The legislative session began in earnest Thursday with the introduction of Gov. Dannel P. Malloy’s budget proposal. Now it’s up to legislators to come up with their own plan or plans (in some years, Republicans, who are in the minority in the House and Senate, issue their own budget proposal), and to pass a final agreement sometime before the session ends May 7.

Here’s an early look at who wins and who loses under Malloy’s proposal. It’s an election year and there’s a budget surplus projected, so perhaps it’s not surprising there are more winners than losers, at least for now.


Middle-income households: They would share the governor’s proposed $155 million rebate of sales and gasoline taxes.  Individuals earning less than $200,000 per year would receive $55 and couples earning less than $400,000 would receive $110.

Teachers: Connecticut’s 23,000 retired teachers would receive a two-stage break on state income taxes. The governor’s plan would exempt 25 percent of retired teachers’ pensions from state income taxes retroactive to Jan. 1. That exemption would climb to 50 percent in January 2015. Once it’s fully implemented, the tax break would cost the state $23.7 million per year.

Low-income seniors: The proposed budget allocates $6.5 million to add about 12,700 slots to the state’s rental subsidy program for low-income seniors and disabled residents. Individuals, who must earn $34,100 or less to qualify, can receive a rebate ranging from $50 to $700. Married couples, whose joint incomes must not exceed $41,600, can receive between $50 and $900. The proposal reverses a cut to the program Malloy made last year, which was unpopular.

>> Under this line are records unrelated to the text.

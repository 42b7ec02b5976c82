// The query dispatch engine (spec section 4.2): binds the dual-stack UDP
// and TCP listeners, runs the zone-matching algorithm to pick a provider,
// applies that provider's filters, and hands the serialized response back
// out. Grounded on `ndns.py`'s `Ndns`/`DnsRequestHandler` (select-loop +
// one handler thread per request), reimplemented on tokio's task-per-request
// model the way the rest of this crate already leans on tokio.

use std::io;
use std::net::SocketAddr;
use std::sync::Arc;
use std::time::Duration;

use socket2::{Domain, Protocol, Socket, Type};
use tokio::io::{AsyncReadExt, AsyncWriteExt};
use tokio::net::{TcpListener, TcpStream, UdpSocket};
use tokio::sync::mpsc;

use crate::dns::tcp::{frame_message, TcpFramer};
use crate::dns::{DnsClass, DnsOpcode, DnsPacket, DnsQuestion, DnsRCode, DomainName};
use crate::error::DispatchError;
use crate::provider::Provider;

// Max UDP datagram size this server reads or writes without truncating
// (spec section 4.1/6): no EDNS0 expansion in the core.
const MAX_UDP_MESSAGE: usize = 512;
const UDP_OUTBOUND_QUEUE_DEPTH: usize = 1024;
const TCP_READ_BUF: usize = 4096;

pub struct Dispatcher {
    providers: Vec<Arc<dyn Provider>>,
    work_deadline: Duration,
}

impl Dispatcher {
    pub fn new(providers: Vec<Arc<dyn Provider>>, work_deadline: Duration) -> Dispatcher {
        Dispatcher {
            providers,
            work_deadline,
        }
    }

    pub async fn run(self: Arc<Self>, listen_addr: SocketAddr, tcp_backlog: i32) -> io::Result<()> {
        let udp_socket = Arc::new(UdpSocket::from_std(bind_udp(listen_addr)?)?);
        let tcp_listener = TcpListener::from_std(bind_tcp(listen_addr, tcp_backlog)?)?;
        tracing::info!(addr = %listen_addr, "listening on udp");
        tracing::info!(addr = %listen_addr, backlog = tcp_backlog, "listening on tcp");

        // One shared outbound queue for UDP (spec section 5): a single
        // writer task drains it against the one UDP socket, so concurrent
        // workers never contend on the send path directly.
        let (udp_tx, mut udp_rx) = mpsc::channel::<(Vec<u8>, SocketAddr)>(UDP_OUTBOUND_QUEUE_DEPTH);
        let writer_socket = udp_socket.clone();
        let udp_writer = tokio::spawn(async move {
            while let Some((bytes, addr)) = udp_rx.recv().await {
                if let Err(e) = writer_socket.send_to(&bytes, addr).await {
                    tracing::warn!(%addr, error = %e, "udp send failed, datagram dropped");
                }
            }
        });

        let udp_reader = {
            let dispatcher = self.clone();
            let socket = udp_socket.clone();
            let tx = udp_tx.clone();
            tokio::spawn(async move {
                let mut buf = [0u8; MAX_UDP_MESSAGE];
                loop {
                    let (len, client_addr) = match socket.recv_from(&mut buf).await {
                        Ok(v) => v,
                        Err(e) => {
                            tracing::warn!(error = %e, "udp recv failed");
                            continue;
                        }
                    };
                    let data = buf[..len].to_vec();
                    let dispatcher = dispatcher.clone();
                    let tx = tx.clone();
                    // One worker task per inbound datagram (spec section 5).
                    tokio::spawn(async move {
                        if let Some(response) = dispatcher.process(&data, client_addr, true).await {
                            let _ = tx.send((response, client_addr)).await;
                        }
                    });
                }
            })
        };

        let tcp_acceptor = {
            let dispatcher = self.clone();
            tokio::spawn(async move {
                loop {
                    match tcp_listener.accept().await {
                        Ok((stream, client_addr)) => {
                            let dispatcher = dispatcher.clone();
                            tokio::spawn(async move {
                                dispatcher.serve_tcp_connection(stream, client_addr).await;
                            });
                        }
                        Err(e) => {
                            tracing::warn!(error = %e, "tcp accept failed");
                        }
                    }
                }
            })
        };

        let _ = tokio::join!(udp_writer, udp_reader, tcp_acceptor);
        Ok(())
    }

    // One TCP connection's whole lifetime (spec section 5 "TCPSession"):
    // reframes inbound bytes regardless of how recv splits them, answers
    // each framed message in turn, and closes on peer hangup, a framing
    // violation, or a worker abandoned past `work_deadline` (spec section 7:
    // both cases "cause connection close").
    async fn serve_tcp_connection(self: Arc<Self>, mut stream: TcpStream, client_addr: SocketAddr) {
        let (mut read_half, mut write_half) = stream.split();
        let mut framer = TcpFramer::new();
        let mut buf = [0u8; TCP_READ_BUF];

        loop {
            let n = match read_half.read(&mut buf).await {
                Ok(0) => return,
                Ok(n) => n,
                Err(_) => return,
            };

            for frame in framer.push(&buf[..n]) {
                let Some(response) = self.process(&frame, client_addr, false).await else {
                    return;
                };
                let framed = frame_message(&response);
                if write_half.write_all(&framed).await.is_err() {
                    return;
                }
            }
        }
    }

    // Parses, validates, answers, and (for UDP) truncates one message.
    // `None` means: drop the datagram, or close the connection -- either
    // because the message couldn't be decoded at all, or because the
    // worker was abandoned past `work_deadline` (spec section 5/7).
    async fn process(&self, raw: &[u8], client_addr: SocketAddr, is_udp: bool) -> Option<Vec<u8>> {
        let raw = raw.to_vec();
        let work = async move { self.answer_wire(&raw, client_addr) };
        match tokio::time::timeout(self.work_deadline, work).await {
            Ok(Some(response)) => {
                let response = if is_udp { truncate_for_udp(response) } else { response };
                Some(response.to_bytes())
            }
            Ok(None) => None,
            Err(_) => {
                tracing::warn!(%client_addr, "worker abandoned past work_deadline");
                None
            }
        }
    }

    // Validates the decoded packet against spec section 4.2's edge policies,
    // mapping each failure through `DispatchError::rcode` (spec section
    // 4.6's error/rcode table) rather than hand-rolling rcodes inline here.
    fn validate(packet: &DnsPacket) -> Result<&DnsQuestion, DispatchError> {
        if packet.questions.len() != 1 {
            return Err(DispatchError::BadQuestionCount);
        }
        let question = &packet.questions[0];
        if packet.flags.opcode != DnsOpcode::Query {
            return Err(DispatchError::UnsupportedOpcode);
        }
        if question.qclass != DnsClass::IN {
            return Err(DispatchError::UnsupportedClass);
        }
        Ok(question)
    }

    fn answer_wire(&self, raw: &[u8], client_addr: SocketAddr) -> Option<DnsPacket> {
        let packet = match DnsPacket::from_bytes(raw) {
            Ok(packet) => packet,
            Err(e) => {
                tracing::debug!(%client_addr, error = %e, "dropping malformed dns message");
                return e.get_error_response();
            }
        };

        let question = match Self::validate(&packet) {
            Ok(question) => question,
            Err(e) => {
                tracing::debug!(%client_addr, error = %e, "rejecting request");
                return Some(DnsPacket::error_response(&packet, e.rcode()));
            }
        };
        tracing::debug!(%client_addr, qname = %question.qname, qtype = ?question.qtype, "accepted request");

        // Spec section 7: an exception thrown inside provider or filter code
        // is caught at the worker boundary, logged with the client address
        // and question, and converted to SERVFAIL -- it must not take the
        // whole worker task down silently.
        match std::panic::catch_unwind(std::panic::AssertUnwindSafe(|| self.answer(&packet, client_addr))) {
            Ok(response) => Some(response),
            Err(panic) => {
                let reason = panic_message(&panic);
                let err = DispatchError::Internal(reason);
                tracing::error!(%client_addr, qname = %question.qname, error = %err, "provider or filter panicked, answering SERVFAIL");
                Some(DnsPacket::error_response(&packet, err.rcode()))
            }
        }
    }

    fn answer(&self, packet: &DnsPacket, client_addr: SocketAddr) -> DnsPacket {
        let qname = &packet.questions[0].qname;
        match self.best_fit(qname, client_addr) {
            Some(provider) => match provider.get_response(packet, client_addr) {
                Some(mut response) => {
                    for filter in provider.filters() {
                        tracing::debug!("running filter");
                        response = filter.filter(packet, response);
                        tracing::debug!(rcode = ?response.flags.rcode, "filter returned");
                    }
                    response
                }
                None => DnsPacket::error_response(packet, DispatchError::NoMatchingZone.rcode()),
            },
            None => DnsPacket::error_response(packet, DispatchError::NoMatchingZone.rcode()),
        }
    }

    // The best-fit zone matching algorithm (spec section 4.2): longest
    // common-suffix wins, exact match short-circuits immediately, ties
    // break on provider registration order.
    fn best_fit(&self, qname: &DomainName, client_addr: SocketAddr) -> Option<&Arc<dyn Provider>> {
        let mut best: Option<(usize, usize)> = None;
        for (idx, provider) in self.providers.iter().enumerate() {
            for zone in provider.zones(client_addr) {
                let (relation, _, common) = qname.fullcompare(zone);
                match relation {
                    crate::dns::NameRelation::Equal => return Some(&self.providers[idx]),
                    crate::dns::NameRelation::Subdomain => {
                        if best.map(|(_, best_common)| common > best_common).unwrap_or(true) {
                            best = Some((idx, common));
                        }
                    }
                    _ => {}
                }
            }
        }
        best.map(|(idx, _)| &self.providers[idx])
    }
}

fn panic_message(panic: &(dyn std::any::Any + Send)) -> String {
    if let Some(s) = panic.downcast_ref::<&str>() {
        (*s).to_string()
    } else if let Some(s) = panic.downcast_ref::<String>() {
        s.clone()
    } else {
        "non-string panic payload".to_string()
    }
}

// Resolves spec section 9's open question: truncate to the answer-section
// boundary and set TC rather than sending an oversized UDP datagram.
fn truncate_for_udp(mut response: DnsPacket) -> DnsPacket {
    if response.to_bytes().len() <= MAX_UDP_MESSAGE {
        return response;
    }
    response.flags.tc_bit = true;
    while response.to_bytes().len() > MAX_UDP_MESSAGE && !response.addl_recs.is_empty() {
        response.addl_recs.pop();
    }
    while response.to_bytes().len() > MAX_UDP_MESSAGE && !response.nameservers.is_empty() {
        response.nameservers.pop();
    }
    while response.to_bytes().len() > MAX_UDP_MESSAGE && !response.answers.is_empty() {
        response.answers.pop();
    }
    response
}

fn bind_udp(addr: SocketAddr) -> io::Result<std::net::UdpSocket> {
    let socket = Socket::new(Domain::for_address(addr), Type::DGRAM, Some(Protocol::UDP))?;
    if addr.is_ipv6() {
        socket.set_only_v6(false)?;
    }
    socket.set_nonblocking(true)?;
    socket.bind(&addr.into())?;
    Ok(socket.into())
}

fn bind_tcp(addr: SocketAddr, backlog: i32) -> io::Result<std::net::TcpListener> {
    let socket = Socket::new(Domain::for_address(addr), Type::STREAM, Some(Protocol::TCP))?;
    if addr.is_ipv6() {
        socket.set_only_v6(false)?;
    }
    socket.set_nonblocking(true)?;
    socket.bind(&addr.into())?;
    socket.listen(backlog)?;
    Ok(socket.into())
}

Municipalities: Malloy preserved existing levels of aid to towns and cities, including a $41 million boost in education funding passed last year, and recommended an $8 million increase in the grant for communities that lose revenues tied to tax-exempt colleges and hospitals. The governor also proposed exempting municipalities from a tax on insurance premiums. The Connecticut Conference of Municipalities praised Malloy’s proposals but appealed to lawmakers for relief from other costs, too.

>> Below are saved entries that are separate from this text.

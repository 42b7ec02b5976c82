// RFC1035 message format, plus the handful of later RFCs every resolver
// ends up needing (2535/4035 DNSSEC flag bits, 3596 AAAA, 2782-adjacent
// record types). See https://www.iana.org/assignments/dns-parameters for
// the numeric assignments used throughout this module.

mod bigendians;
mod class;
mod errors;
mod flags;
mod names;
mod opcode;
mod packet;
mod question;
mod rcode;
mod rdata;
mod rr;
mod rrtype;
pub mod tcp;

pub use class::DnsClass;
pub use errors::DnsFormatError;
pub use flags::DnsFlags;
pub use names::{DomainName, NameRelation};
pub use opcode::DnsOpcode;
pub use packet::DnsPacket;
pub use question::DnsQuestion;
pub use rcode::DnsRCode;
pub use rdata::DnsRecordData;
pub use rr::DnsResourceRecord;
pub use rrtype::DnsRRType;
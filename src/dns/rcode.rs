use num_derive::FromPrimitive;

#[derive(FromPrimitive, Clone, Copy, PartialEq, Eq, Debug)]
pub enum DnsRCode {
    // 0: No error
    NoError = 0,
    // 1: Format error - NS couldn't interpret query
    FormError = 1,
    // 2: Server failure - NS couldn't process query
    ServFail = 2,
    // 3: Name error - The domain does not exist
    NXDomain = 3,
    // 4: Not Implemented - The requested operation can't be done by this NS
    NotImp = 4,
    // 5: Refused - Namserver refused operation for an unspecified reason
    Refused = 5,
    // TODO(dylan): document what 6-11 actually mean
    YXDomain = 6,
    YXRRSet = 7,
    NXRRSet = 8,
    NotAuth = 9,
    NotZone = 10,
    DSOTypeNI = 11,
    // 12-15 are reserved
    // TODO(dylan): RCodes above 16 are defined but only for use in records,
    // since the RCode field in the header is too short to store numbers that
    // high. Add those here. (RFC 2929 explicitly discusses this, various other
    // RFCs implement them)
}
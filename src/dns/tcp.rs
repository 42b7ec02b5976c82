// TCP framing: every DNS message on a TCP connection is prefixed with a
// 2 octet network-order length. `TcpFramer` holds the partial-read state
// for one connection and turns arbitrary chunks of inbound bytes into
// complete message frames, regardless of how the chunks happen to be split
// across recv calls.

use super::bigendians;

#[derive(Default)]
pub struct TcpFramer {
    length_expected: Option<u16>,
    buffer: Vec<u8>,
}

impl TcpFramer {
    pub fn new() -> TcpFramer {
        TcpFramer {
            length_expected: None,
            buffer: Vec::new(),
        }
    }

    // Feeds newly-received bytes into the framer and returns every message
    // that became complete as a result, in order. Bytes belonging to a
    // still-incomplete message are retained internally.
    pub fn push(&mut self, bytes: &[u8]) -> Vec<Vec<u8>> {
        self.buffer.extend_from_slice(bytes);
        let mut frames = Vec::new();

        loop {
            if self.length_expected.is_none() {
                if self.buffer.len() < 2 {
                    break;
                }
                let length = bigendians::to_u16(&self.buffer[0..2]);
                self.buffer.drain(0..2);
                self.length_expected = Some(length);
            }

            let length = self.length_expected.unwrap() as usize;
            if self.buffer.len() < length {
                break;
            }

            let frame = self.buffer.drain(0..length).collect();
            frames.push(frame);
            self.length_expected = None;
        }

        frames
    }
}

// Prefixes a serialized DNS message with its 2 octet network-order length,
// ready to write to a TCP stream.
pub fn frame_message(message: &[u8]) -> Vec<u8> {
    let mut framed = Vec::with_capacity(message.len() + 2);
    framed.extend_from_slice(&bigendians::from_u16(message.len() as u16));
    framed.extend_from_slice(message);
    framed
}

State parks patrons: As part of the 100th anniversary of the Connecticut State Park system, folks will be able to enter any park for free one to-be-determined weekend this summer. No guarantees on rain, however.

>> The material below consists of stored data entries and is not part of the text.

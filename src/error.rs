// Two error enums split the way spec section 10.2 asks: one for failures
// that only happen once, at startup, and one for the per-request failures
// the dispatcher's central error -> rcode table (spec section 4.6) has to
// cover. This mirrors `ndns.DnsError`, which carried an optional rcode
// alongside its message.

use std::net::AddrParseError;
use std::path::PathBuf;

use thiserror::Error;

use crate::dns::{DnsFormatError, DnsRCode};

#[derive(Error, Debug)]
pub enum ConfigError {
    #[error("failed to read config file {0}: {1}")]
    Read(PathBuf, std::io::Error),

    #[error("failed to parse config file {0}: {1}")]
    Parse(PathBuf, #[source] toml::de::Error),

    #[error("zone file {0} for origin {1} could not be read: {2}")]
    ZoneFileRead(PathBuf, String, std::io::Error),

    #[error("zone file {0} for origin {1} could not be parsed: {2}")]
    ZoneFileParse(PathBuf, String, String),

    #[error("invalid domain name {0:?}: {1}")]
    InvalidName(String, DnsFormatError),

    #[error("invalid listen address {0:?}: {1}")]
    InvalidListenAddr(String, AddrParseError),

    #[error("invalid glue address {0:?} for nameserver {1}: {2}")]
    InvalidGlueAddr(String, String, std::net::AddrParseError),

    #[error("invalid IPv6 prefix {0:?}: {1}")]
    InvalidV6Prefix(String, String),

    #[error("provider has two delegation filters registered for zone {0}")]
    DuplicateDelegationZone(String),

    #[error("config declares no providers; the dispatcher would answer nothing")]
    NoProviders,
}

// Raised by the wire codec, a provider, or a filter while answering one
// request. The dispatcher's top-level match on this is the one place
// spec 4.6's table lives: every variant here carries (or implies) the
// wire rcode that should go back to the client.
#[derive(Error, Debug)]
pub enum DispatchError {
    #[error("malformed dns message: {0}")]
    Malformed(#[from] DnsFormatError),

    #[error("unsupported opcode")]
    UnsupportedOpcode,

    #[error("non-IN query class")]
    UnsupportedClass,

    #[error("empty or multi-question message")]
    BadQuestionCount,

    #[error("no provider claims this name")]
    NoMatchingZone,

    #[error("internal error answering query: {0}")]
    Internal(String),
}

impl DispatchError {
    // The wire rcode this error maps to, per spec section 4.6. `Malformed`
    // has no single rcode here because its FormError response (when one
    // can be built at all) comes from `DnsFormatError::get_error_response`,
    // which needs the partially-decoded header; the dispatcher handles
    // that case before consulting this table.
    pub fn rcode(&self) -> DnsRCode {
        match self {
            DispatchError::Malformed(_) => DnsRCode::FormError,
            DispatchError::UnsupportedOpcode => DnsRCode::NotImp,
            DispatchError::UnsupportedClass => DnsRCode::Refused,
            DispatchError::BadQuestionCount => DnsRCode::FormError,
            DispatchError::NoMatchingZone => DnsRCode::NXDomain,
            DispatchError::Internal(_) => DnsRCode::ServFail,
        }
    }
}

Hospitals: The two-year budget enacted last year set up hospitals to lose hundreds of millions of dollars in state funding. Some legislators, worried that the cuts could translate to lost jobs at hospitals, had hoped that some of the money would be restored this year, but Malloy’s budget proposal didn’t do so. (The administration has said hospitals should make out fine without the state funding since more patients will have insurance as part of Obamacare, although hospitals say that’s not the case.) Hospital officials had hoped that the state would begin phasing out a tax on hospitals that Malloy implemented in his first year in office, but the governor’s proposal would not do that either.

Juvenile girl offenders: The budget provides funding for the state to open a secure facility to house young females who break the law. The facility that will open next to the Connecticut Juvenile Training School, a detention facility for boys in Middletown will house up to 12 girls. Child advocates object to the plan, saying many of these young girls are being locked up for non-serious offenses.

The next governor’s budget director: Malloy’s budget proposal would push the projected post-election deficit to about $1 billion. That means that next year at budget time, there could be a lot more losers.